The classification of methanogenic bacteria as archaebacteria based on 16 s rRNA sequence analysis is currently in dispute. To provide an alternative molecular marker, the polymerase chain reaction technique was used to amplify a 930 bp fragment of Methanococcus thermolithotrophicus genomic DNA corresponding to the catalytic domain of the membrane H+-ATPase. The deduced amino acid sequence was 54-58% identical to the approximately 70 kDa subunits of Sulfolobus acidocaldarius and the eukaryotic vacuolar-type H+-ATPase, and only 29% identical to the beta subunit of the eubacterial-type F0F1-ATPases.
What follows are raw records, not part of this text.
use std::fs;
use std::path::Path;

use lazy_static::lazy_static;
use rstest::rstest;
use s6map_flow::{FlowConfig, FlowError, run};
use s6map_netlist::{SymbolStore, SymbolTag};
use tempfile::TempDir;

struct Design {
    name: &'static str,
    source: &'static str,
    /// Cells expected in the EDIF external library.
    cells: &'static [&'static str],
}

lazy_static! {
    static ref DESIGNS: Vec<Design> = vec![
        Design {
            name: "inverter",
            source: "module inverter;\ninput a;\noutput y;\ny = ~a;\n",
            cells: &["IBUF", "OBUF", "LUT1"],
        },
        Design {
            name: "majority",
            source: "# 2-of-3 vote\nmodule majority;\ninput a, b, c;\noutput y;\ny = (a & b) | (a & c) | (b & c);\n",
            cells: &["IBUF", "OBUF", "LUT3"],
        },
        Design {
            name: "tied",
            source: "module tied;\noutput hi, lo;\nhi = 1;\nlo = 0;\n",
            cells: &["OBUF", "VCC", "GND"],
        },
    ];
}

fn write_input(dir: &Path, design: &Design) -> std::path::PathBuf {
    let path = dir.join(format!("{}.s6", design.name));
    fs::write(&path, design.source).expect("write input");
    path
}

#[rstest]
#[case(0)]
#[case(1)]
#[case(2)]
fn writes_netlist_and_symbols(#[case] index: usize) {
    let design = &DESIGNS[index];
    let dir = TempDir::new().expect("temp dir");
    let input = write_input(dir.path(), design);
    let edif = dir.path().join("out.edf");
    let sym = dir.path().join("out.sym");

    run(&input, &edif, &sym, &FlowConfig::default()).expect("run succeeds");

    let text = fs::read_to_string(&edif).expect("netlist written");
    assert!(text.starts_with(&format!("(edif {}\n", design.name)));
    assert!(text.contains("(property PART (string \"xc6slx45-fgg484-2\") (owner \"Xilinx\"))"));
    for cell in design.cells {
        assert!(text.contains(&format!("(cell {cell} (cellType GENERIC)")), "missing {cell}");
    }

    let symbols = SymbolStore::parse(&fs::read_to_string(&sym).expect("symbols written")).expect("well formed");
    for (_, signal) in s6map_ir::parse(design.source).expect("parses").iter() {
        let symbol = symbols.lookup(&signal.name, SymbolTag::Net).expect("signal has a net symbol");
        assert!(text.contains(&format!("N{}", symbol.uid())));
    }
}

#[test]
fn part_comes_from_config() {
    let dir = TempDir::new().expect("temp dir");
    let input = write_input(dir.path(), &DESIGNS[0]);
    let edif = dir.path().join("out.edf");
    let sym = dir.path().join("out.sym");
    let config = FlowConfig::builder().part("xc6slx9-tqg144-2").build();

    run(&input, &edif, &sym, &config).expect("run succeeds");

    let text = fs::read_to_string(&edif).expect("netlist written");
    assert!(text.contains("(string \"xc6slx9-tqg144-2\")"));
}

#[test]
fn missing_input_is_a_parse_error() {
    let dir = TempDir::new().expect("temp dir");
    let result = run(
        dir.path().join("absent.s6"),
        dir.path().join("out.edf"),
        dir.path().join("out.sym"),
        &FlowConfig::default(),
    );
    assert!(matches!(result, Err(FlowError::Parse(_))));
}

#[test]
fn unwritable_output_names_the_path() {
    let dir = TempDir::new().expect("temp dir");
    let input = write_input(dir.path(), &DESIGNS[0]);
    let edif = dir.path().join("no_such_dir").join("out.edf");
    let result = run(&input, &edif, dir.path().join("out.sym"), &FlowConfig::default());
    assert!(matches!(result, Err(FlowError::Io { ref path, .. }) if *path == edif));
}

#[test]
fn config_file_is_loaded() {
    let dir = TempDir::new().expect("temp dir");
    let path = dir.path().join("s6map.json");
    fs::write(&path, r#"{"part": "xc6slx16-csg324-3", "mapper_options": {"order": "reverse"}}"#).expect("write config");
    let config = FlowConfig::from_json_file(&path).expect("valid config");
    assert_eq!(config.part, "xc6slx16-csg324-3");
    assert_eq!(config.mapper_options.get("order").map(String::as_str), Some("reverse"));
}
Interestingly, a highly conserved aspartate residue in the phosphorylation domain of E1E2-ATPases (P-type) is conserved in the Methanococcus sequence, but is absent from all other known vacuolar and F0F1-ATPases. This suggests that the H+-ATPase of M. thermolithotrophicus, like that of M. voltae, may have a phosphorylated intermediate, despite belonging to the vacuolar-type class of proton pumps. Phylogenetic analysis using Felsenstein's maximum likelihood method and Lake's evolutionary parsimony method confirmed that the H+-ATPases of the two archaebacteria, Methanococcus and Sulfolobus, when compared to eukaryotic vacuolar-type ATPases and eubacterial F0F1-ATPases, form a monophyletic group.